物価高騰と金融緩和でトルコリラが暴落中

為替相場にいつも楽しい話題を提供してくれる通貨といえばトルコリラであるが、アメリカまでインフレが止まらなくなっている現状においては、インフレによる通貨暴落を発展途上国特有の現象と笑っていられなくなってきている。

物価高騰するトルコ

トルコリラについて最後に報じたのは6月のことだった。トルコではコロナ以後インフレが止まらなくなっている。トルコのインフレ率のチャート(前年同月比)は次のようになっている。

トルコの元々のインフレ体質のお陰でそれほど上がっているように見えないが、数字を見てみれば最新のインフレ率は19.9%である。

物価を懸念した当時の中銀総裁アーバル氏は利上げを敢行していたが、金融引き締めは経済を痛めるためそれを嫌ったエルドアン大統領に3月に解任されていた。

その後新たに総裁となったのがカブジュオール氏である。彼は「利上げはインフレをもたらす」という斬新な考え方の持ち主だった。ここまでが前回までの話である。

その後トルコは実際に利下げを行なった。最後の利下げは今月18日で、9月以降政策金利は19%から15%にまで引き下げられている。トルコのインフレ率がほぼ20%なので、政策金利からインフレ率を引いた実質金利は-5%とかなりのマイナスになっており、物価高騰が止まらない中でトルコ中銀が緩和に走っている姿が浮き彫りになっている。

しかし心配は要らないらしい。カブジュオール総裁は実質金利が-5%となっている金融政策を「インフレ抑制のために十分に引き締まっている」と表現しており、彼の言うことが正しければインフレは次第に収まり、したがってトルコリラの減価を恐れた人々が為替相場でリラを投げ売りすることもないということだろう。

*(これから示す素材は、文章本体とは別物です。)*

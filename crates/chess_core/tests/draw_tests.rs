//! Game termination: checkmate attribution and every draw condition.
//!
//! Automatic endings (checkmate, stalemate, insufficient material, the
//! 75-move rule, fivefold repetition) make `is_terminal()` true. The
//! fifty-move rule and threefold repetition are only claimable and are
//! reported separately.

use chess_core::{Color, GameResult, Position, legal_moves, parse_uci_move};

fn play(pos: &mut Position, moves: &[&str]) {
    for txt in moves {
        let mv = parse_uci_move(pos, txt).unwrap();
        pos.apply(mv).unwrap();
    }
}

// =============================================================================
// Checkmate
// =============================================================================

#[test]
fn test_fools_mate_is_black_win() {
    let mut pos = Position::startpos();
    play(&mut pos, &["f2f3", "e7e5", "g2g4"]);
    assert!(!pos.is_terminal());
    assert_eq!(pos.result(), GameResult::InProgress);

    play(&mut pos, &["d8h4"]);
    assert!(pos.is_checkmate());
    assert!(pos.is_terminal());
    assert_eq!(pos.result(), GameResult::BlackWins);
    assert_eq!(pos.result().to_string(), "0-1");
}

#[test]
fn test_back_rank_mate_in_one_is_white_win() {
    let mut pos = Position::from_fen("6k1/5ppp/8/8/8/8/5PPP/R5K1 w - - 0 1").unwrap();
    play(&mut pos, &["a1a8"]);
    assert!(pos.is_terminal());
    assert_eq!(pos.result(), GameResult::WhiteWins);
}

// =============================================================================
// Stalemate
// =============================================================================

#[test]
fn test_stalemate_king_in_corner() {
    // Black king on a8, White queen on b6, White king on c7
    let pos = Position::from_fen("k7/2K5/1Q6/8/8/8/8/8 b - - 0 1").unwrap();

    assert!(legal_moves(&pos).is_empty());
    assert!(!pos.in_check(Color::Black));
    assert!(pos.is_stalemate());
    assert!(!pos.is_checkmate());
    assert_eq!(pos.result(), GameResult::Draw);
}

#[test]
fn test_stalemate_king_and_pawn_endgame() {
    let pos = Position::from_fen("6k1/6P1/6K1/8/8/8/8/8 b - - 0 1").unwrap();
    assert!(pos.is_stalemate());
    assert_eq!(pos.result(), GameResult::Draw);
}

// =============================================================================
// Insufficient material
// =============================================================================

#[test]
fn test_insufficient_material() {
    let draws = [
        "8/8/8/4k3/8/4K3/8/8 w - - 0 1",   // K v K
        "8/8/8/4k3/8/4KB2/8/8 w - - 0 1",  // KB v K
        "8/8/8/4k3/8/4KN2/8/8 w - - 0 1",  // KN v K
        "8/8/4b3/4k3/8/4K3/8/8 w - - 0 1", // K v KB
        "8/8/8/3bk3/8/4KB2/8/8 w - - 0 1", // bishops on same colored squares
    ];
    for fen in draws {
        let pos = Position::from_fen(fen).unwrap();
        assert!(pos.is_insufficient_material(), "{fen}");
        assert_eq!(pos.result(), GameResult::Draw, "{fen}");
    }
}

#[test]
fn test_sufficient_material() {
    let live = [
        "8/8/8/4k3/8/4K3/4P3/8 w - - 0 1",  // pawn
        "8/8/8/4k3/8/2B1KB2/8/8 w - - 0 1", // bishops on both colors
        "8/8/8/4k3/8/3NKN2/8/8 w - - 0 1",  // two knights
        "8/8/8/3nk3/8/4KN2/8/8 w - - 0 1",  // a knight each
        "8/8/8/2b1k3/8/4KB2/8/8 w - - 0 1", // opposite colored bishops
    ];
    for fen in live {
        let pos = Position::from_fen(fen).unwrap();
        assert!(!pos.is_insufficient_material(), "{fen}");
        assert_eq!(pos.result(), GameResult::InProgress, "{fen}");
    }
}

// =============================================================================
// Move-count rules
// =============================================================================

#[test]
fn test_fifty_move_rule_is_claimable_only() {
    let pos = Position::from_fen("8/8/8/4k3/8/4K3/4P3/8 w - - 99 60").unwrap();
    assert!(!pos.is_fifty_move_draw());

    let pos = Position::from_fen("8/8/8/4k3/8/4K3/4P3/8 w - - 100 60").unwrap();
    assert!(pos.is_fifty_move_draw());
    assert!(!pos.is_terminal());
}

#[test]
fn test_seventyfive_move_rule_ends_game() {
    let pos = Position::from_fen("8/8/8/4k3/8/4K3/4P3/8 w - - 150 80").unwrap();
    assert!(pos.is_seventyfive_move_draw());
    assert!(pos.is_terminal());
    assert_eq!(pos.result(), GameResult::Draw);
}

#[test]
fn test_checkmate_beats_seventyfive_move_rule() {
    let mut pos = Position::from_fen("6k1/5ppp/8/8/8/8/5PPP/R5K1 w - - 149 90").unwrap();
    play(&mut pos, &["a1a8"]);
    assert_eq!(pos.halfmove_clock, 150);
    assert_eq!(pos.result(), GameResult::WhiteWins);
}

#[test]
fn test_halfmove_clock_resets_on_pawn_move() {
    let mut pos = Position::from_fen("8/8/8/4k3/8/3K4/4P3/8 w - - 99 60").unwrap();
    play(&mut pos, &["e2e3"]);
    assert_eq!(pos.halfmove_clock, 0);
    assert!(!pos.is_fifty_move_draw());
}

// =============================================================================
// Repetition
// =============================================================================

#[test]
fn test_repetition_counts() {
    let mut pos = Position::startpos();
    let shuffle = ["g1f3", "g8f6", "f3g1", "f6g8"];
    assert_eq!(pos.repetition_count(), 1);

    play(&mut pos, &shuffle);
    assert_eq!(pos.repetition_count(), 2);

    play(&mut pos, &shuffle);
    assert!(pos.is_threefold_repetition());
    assert!(!pos.is_terminal(), "threefold is only claimable");

    play(&mut pos, &shuffle);
    play(&mut pos, &shuffle);
    assert!(pos.is_fivefold_repetition());
    assert_eq!(pos.result(), GameResult::Draw);
}

#[test]
fn test_undo_unwinds_repetition() {
    let mut pos = Position::startpos();
    let shuffle = ["g1f3", "g8f6", "f3g1", "f6g8"];
    play(&mut pos, &shuffle);
    play(&mut pos, &shuffle);
    assert_eq!(pos.repetition_count(), 3);
    pos.undo().unwrap();
    pos.undo().unwrap();
    pos.undo().unwrap();
    pos.undo().unwrap();
    assert_eq!(pos.repetition_count(), 2);
}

ちなみにドルリラのチャート(上方向がドル高リラ安)は次のようになっている。

今年の金融市場はコメディが多過ぎる。

より緩和的なアメリカ

しかしこれは本当に対岸の火事だろうか? 読者は上と同じ議論をアメリカ経済に適用すると実質金利はどうなるかご存知だろうか?

まず、アメリカのインフレ率は同じように前年同月比で6.2%であり、それに対してアメリカの政策金利はほぼ0%である。

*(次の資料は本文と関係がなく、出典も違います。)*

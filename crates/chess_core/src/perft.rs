use crate::{board::Position, movegen::legal_moves_into, types::Move};

/// Counts leaf positions reachable in exactly `depth` plies.
///
/// Used to check the move generator against published node counts.
pub fn perft(pos: &mut Position, depth: u8) -> u64 {
    let mut layers = vec![Vec::with_capacity(64); depth as usize];
    count(pos, &mut layers)
}

/// Per-root-move breakdown of `perft`, in generation order.
pub fn perft_divide(pos: &mut Position, depth: u8) -> Vec<(Move, u64)> {
    if depth == 0 {
        return Vec::new();
    }
    let mut roots = Vec::new();
    legal_moves_into(pos, &mut roots);
    let mut layers = vec![Vec::with_capacity(64); depth as usize - 1];
    roots
        .into_iter()
        .map(|mv| {
            let mut child = pos.scoped(mv);
            (mv, count(&mut child, &mut layers))
        })
        .collect()
}

// One move buffer per remaining ply, so the recursion never allocates.
fn count(pos: &mut Position, layers: &mut [Vec<Move>]) -> u64 {
    let Some((buf, rest)) = layers.split_first_mut() else {
        return 1;
    };
    legal_moves_into(pos, buf);
    if rest.is_empty() {
        return buf.len() as u64;
    }

    let mut nodes = 0u64;
    for &mv in buf.iter() {
        let mut child = pos.scoped(mv);
        nodes += count(&mut child, rest);
    }
    nodes
}
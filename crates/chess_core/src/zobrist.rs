//! Zobrist keys for repetition detection.
//!
//! Two positions get the same key when they agree on placement, side to
//! move, castling rights, and en-passant file. The en-passant file only
//! counts when a pawn of the side to move could actually capture there, so
//! a double push that nobody can answer does not make an otherwise
//! repeated position look new.

use crate::attacks::pawn_attacks;
use crate::board::Position;
use crate::types::{Color, Piece, PieceKind};

pub struct ZobristKeys {
    /// Indexed by [color][piece_kind][square].
    pub pieces: [[[u64; 64]; 6]; 2],
    pub black_to_move: u64,
    /// [wk, wq, bk, bq]
    pub castling: [u64; 4],
    pub en_passant: [u64; 8],
}

impl ZobristKeys {
    /// Fills every key from a splitmix64 stream with a fixed seed, so keys
    /// are identical across runs and builds.
    pub const fn new() -> Self {
        const fn splitmix64(state: &mut u64) -> u64 {
            *state = state.wrapping_add(0x9E3779B97F4A7C15);
            let mut z = *state;
            z = (z ^ (z >> 30)).wrapping_mul(0xBF58476D1CE4E5B9);
            z = (z ^ (z >> 27)).wrapping_mul(0x94D049BB133111EB);
            z ^ (z >> 31)
        }

        let mut state = 0x5EED_C4E5_5000_0001u64;

        let mut pieces = [[[0u64; 64]; 6]; 2];
        let mut color = 0;
        while color < 2 {
            let mut kind = 0;
            while kind < 6 {
                let mut sq = 0;
                while sq < 64 {
                    pieces[color][kind][sq] = splitmix64(&mut state);
                    sq += 1;
                }
                kind += 1;
            }
            color += 1;
        }

        let black_to_move = splitmix64(&mut state);

        let mut castling = [0u64; 4];
        let mut i = 0;
        while i < 4 {
            castling[i] = splitmix64(&mut state);
            i += 1;
        }

        let mut en_passant = [0u64; 8];
        let mut i = 0;
        while i < 8 {
            en_passant[i] = splitmix64(&mut state);
            i += 1;
        }

        ZobristKeys {
            pieces,
            black_to_move,
            castling,
            en_passant,
        }
    }

    #[inline(always)]
    pub fn piece_key(&self, piece: Piece, sq: u8) -> u64 {
        self.pieces[piece.color.idx()][piece.kind.idx()][sq as usize]
    }
}

impl Default for ZobristKeys {
    fn default() -> Self {
        Self::new()
    }
}

pub static ZOBRIST: ZobristKeys = ZobristKeys::new();

/// Key identifying `pos` for repetition counting.
pub fn repetition_key(pos: &Position) -> u64 {
    let mut h = 0u64;
    for sq in pos.occupied() {
        if let Some(pc) = pos.piece_at(sq) {
            h ^= ZOBRIST.piece_key(pc, sq);
        }
    }
    if pos.side_to_move == Color::Black {
        h ^= ZOBRIST.black_to_move;
    }
    let rights = [
        pos.castling.wk,
        pos.castling.wq,
        pos.castling.bk,
        pos.castling.bq,
    ];
    for (i, on) in rights.into_iter().enumerate() {
        if on {
            h ^= ZOBRIST.castling[i];
        }
    }
    if let Some(ep) = pos.en_passant {
        let us = pos.side_to_move;
        // squares our pawns would need to stand on to capture onto `ep`
        let capturers = pawn_attacks(ep, us.other()) & pos.pieces(PieceKind::Pawn, us);
        if !capturers.is_empty() {
            h ^= ZOBRIST.en_passant[(ep % 8) as usize];
        }
    }
    h
}

#[cfg(test)]
#[path = "zobrist_tests.rs"]
mod zobrist_tests;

つまり、実質金利は-6.2%となり、トルコどころの騒ぎではない超緩和状態なのである。

だからマクロ経済学者のラリー・サマーズ氏ら専門家はいち早く量的緩和を終了して利上げに向かうべきだと主張している。

しかし現状の予定では量的緩和は来年6月まで終了しないらしい。

このまま行くとアメリカ経済はトルコと同じレベルの物価高騰となり、誰も食料品を十分に買えない状態に陥るだろう。

これは現金給付と金融緩和がもたらした人災である。しかしそうした政治家を選んだのは有権者だから、自業自得と言うべきなのだろう。筆者は淡々と人災に備えている。